Social Justice - Immigration Issues & Debate

Immigration reform dead; GOP eyes tokens

Mike Madden
Republic Washington Bureau
Sept. 8, 2006 12:00 AM

WASHINGTON - Sweeping immigration reform won't pass Congress before November's elections, but Republicans said Thursday they still hope to push billions of dollars in new border security measures into law before members leave town to campaign.

Doing that would give the GOP-controlled Congress something to tout to voters who want the federal government to stop illegal immigration. But lawmakers this week essentially ruled out resolving the vast differences between reform bills passed by the House and Senate.

That leaves the future uncertain for millions of undocumented immigrants living in the country and sets the stage for the debate over how to fix a broken immigration system to start again next year.

And it means there will be no victory for supporters of broad reforms that would let undocumented immigrants get legal status, as the bill the Senate approved in May would do. Yet, GOP leaders also conceded that whatever they do pass will fall short of the tough border security bill the House approved in December.
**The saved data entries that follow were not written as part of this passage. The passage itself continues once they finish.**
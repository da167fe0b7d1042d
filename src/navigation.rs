//! Two-way mapping between the selected room and an external location path.
//!
//! `/room/<percent-encoded name>` selects a room, `/` selects none. A session
//! history stack models back/forward navigation.

const ROOM_PREFIX: &str = "/room/";
pub const ROOT: &str = "/";

/// Location path for a room, or the root when no room is selected.
pub fn location_for(room: Option<&str>) -> String {
    match room {
        Some(name) if !name.is_empty() => format!("{}{}", ROOM_PREFIX, urlencoding::encode(name)),
        _ => ROOT.to_string(),
    }
}

/// Room named by a location path. `None` for the root and for paths that
/// don't name a room.
pub fn room_from_location(location: &str) -> Option<String> {
    let path = location.split(['?', '#']).next().unwrap_or_default();
    let encoded = path.strip_prefix(ROOM_PREFIX)?;
    let encoded = encoded.split('/').next().unwrap_or_default();
    if encoded.is_empty() {
        return None;
    }
    match urlencoding::decode(encoded) {
        Ok(name) => Some(name.into_owned()),
        Err(e) => {
            tracing::debug!("Undecodable room in location {}: {}", location, e);
            None
        }
    }
}

/// What an external location change asks of the room store.
#[derive(Debug, Clone, PartialEq, Eq)]
pub enum Navigation {
    /// Join (if needed) and select this room.
    Select(String),
    Deselect,
}

pub struct Navigator {
    history: Vec<String>,
    cursor: usize,
}

impl Navigator {
    pub fn new(initial: &str) -> Self {
        Self {
            history: vec![initial.to_string()],
            cursor: 0,
        }
    }

    pub fn location(&self) -> &str {
        &self.history[self.cursor]
    }

    /// Record that `room` was selected locally. Pushes a new history entry
    /// unless the location already reflects it, so a selection that came from
    /// the location never feeds back into it. Returns whether it pushed.
    pub fn push_room(&mut self, room: Option<&str>) -> bool {
        let next = location_for(room);
        if next == self.location() {
            return false;
        }
        self.history.truncate(self.cursor + 1);
        self.history.push(next);
        self.cursor += 1;
        true
    }

    /// Resolve an external location against the current room. `None` means
    /// nothing needs to change.
    pub fn resolve(location: &str, current_room: Option<&str>) -> Option<Navigation> {
        match room_from_location(location) {
            Some(room) if current_room != Some(room.as_str()) => Some(Navigation::Select(room)),
            Some(_) => None,
            None if location_is_root(location) && current_room.is_some() => {
                Some(Navigation::Deselect)
            }
            None => None,
        }
    }

    /// Jump to a location, as if typed into the address bar. Paths that
    /// name neither a room nor the root are refused and leave history alone.
    pub fn go(&mut self, location: &str) -> Option<&str> {
        let location = if location.starts_with('/') {
            location.to_string()
        } else {
            format!("/{}", location)
        };
        if room_from_location(&location).is_none() && !location_is_root(&location) {
            return None;
        }
        if location != self.location() {
            self.history.truncate(self.cursor + 1);
            self.history.push(location);
            self.cursor += 1;
        }
        Some(self.location())
    }

    pub fn back(&mut self) -> Option<&str> {
        if self.cursor == 0 {
            return None;
        }
        self.cursor -= 1;
        Some(self.location())
    }

    pub fn forward(&mut self) -> Option<&str> {
        if self.cursor + 1 >= self.history.len() {
            return None;
        }
        self.cursor += 1;
        Some(self.location())
    }
}

fn location_is_root(location: &str) -> bool {
    location.split(['?', '#']).next() == Some(ROOT)
}
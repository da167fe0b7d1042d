//! User and presence models

use serde::{Deserialize, Serialize};
use std::collections::BTreeMap;

use super::{opt_string_or_number, Timestamp, UserId};

/// A user as known within one room
#[derive(Debug, Clone, PartialEq, Serialize, Deserialize)]
#[serde(rename_all = "camelCase")]
pub struct User {
    /// Color hint, 0-359, kept stable for this id within the room.
    pub hue: u16,
    #[serde(default)]
    pub name: Option<String>,
    #[serde(default)]
    pub last_online: Option<Timestamp>,
}

/// Partial update for a user; `None` fields leave the stored value alone.
#[derive(Debug, Clone, Default, PartialEq)]
pub struct UserPatch {
    pub name: Option<String>,
    pub last_online: Option<Timestamp>,
}

/// One session (browser, device) of a present user
#[derive(Debug, Clone, Default, Deserialize)]
pub struct PresenceMeta {
    #[serde(default)]
    pub online_at: Option<Timestamp>,
}

/// All sessions of one present user
#[derive(Debug, Clone, Default, Deserialize)]
pub struct PresenceEntry {
    #[serde(default)]
    pub metas: Vec<PresenceMeta>,
}

impl PresenceEntry {
    /// Latest `online_at` across all sessions, if any session reported one.
    pub fn last_online(&self) -> Option<Timestamp> {
        self.metas.iter().filter_map(|m| m.online_at.clone()).max()
    }
}

/// Full presence snapshot: user id to sessions
pub type PresenceState = BTreeMap<UserId, PresenceEntry>;

/// Incremental presence change
#[derive(Debug, Clone, Default, Deserialize)]
pub struct PresenceDiff {
    #[serde(default)]
    pub joins: PresenceState,
    #[serde(default)]
    pub leaves: PresenceState,
}

/// Presence event kinds applied to a room
#[derive(Debug, Clone)]
pub enum PresenceEvent {
    State(PresenceState),
    Diff(PresenceDiff),
}

/// `response` of a successful channel join
#[derive(Debug, Clone, Default, Deserialize)]
pub struct JoinResponse {
    #[serde(default, deserialize_with = "opt_string_or_number")]
    pub sender_id: Option<UserId>,
}

#[cfg(test)]
mod tests {
    use super::*;

    #[test]
    fn test_last_online_takes_greatest() {
        let entry: PresenceEntry = serde_json::from_str(
            r#"{"metas":[{"online_at":"t1","phx_ref":"a"},{"online_at":"t2"}]}"#,
        )
        .unwrap();
        assert_eq!(entry.last_online(), Some(Timestamp::from("t2")));
    }

    #[test]
    fn test_last_online_without_timestamps() {
        let entry: PresenceEntry = serde_json::from_str(r#"{"metas":[{}]}"#).unwrap();
        assert_eq!(entry.last_online(), None);
        assert_eq!(PresenceEntry::default().last_online(), None);
    }

    #[test]
    fn test_diff_defaults_missing_sides() {
        let diff: PresenceDiff = serde_json::from_str(r#"{"leaves":{"5":{}}}"#).unwrap();
        assert!(diff.joins.is_empty());
        assert!(diff.leaves.contains_key("5"));
    }

    #[test]
    fn test_join_response_sender_id() {
        let resp: JoinResponse = serde_json::from_str(r#"{"sender_id":42}"#).unwrap();
        assert_eq!(resp.sender_id.as_deref(), Some("42"));
        let resp: JoinResponse = serde_json::from_str(r#"{"sender_id":null}"#).unwrap();
        assert_eq!(resp.sender_id, None);
        let resp: JoinResponse = serde_json::from_str("{}").unwrap();
        assert_eq!(resp.sender_id, None);
    }
}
"It won't be the whole 95 tons of what we've tried to work out between the Senate and the House," said House Speaker Dennis Hastert, R-Ill.

The GOP is split between supporters of broad reforms and supporters of more enforcement. President Bush has pushed for the Senate bill, but many conservative House members and voters say it's tantamount to giving amnesty to lawbreakers.

So Republicans plan to introduce a set of border security proposals next week, which could include money for new infrastructure and Border Patrol agents as well as some proposals to make Social Security cards harder to counterfeit.

Before unveiling their proposals, House GOP officials will hold an event where the chairmen of committees that conducted hearings on immigration around the country this summer will discuss what they learned.

Authors of the Senate bill said they wouldn't block border security measures that don't change the basic nature of the immigration system.

"Just because I can't get what I want... that doesn't mean I'd try to kill it," said Sen. John McCain, R-Ariz., a co-sponsor with Sen. Edward Kennedy, D-Mass., of the legislation upon which the Senate bill is based.

Advocates for immigrants rights, who mocked the hearings the House held all summer as an attempt to kill reform by slowing down the legislative process, said they were disappointed but not surprised.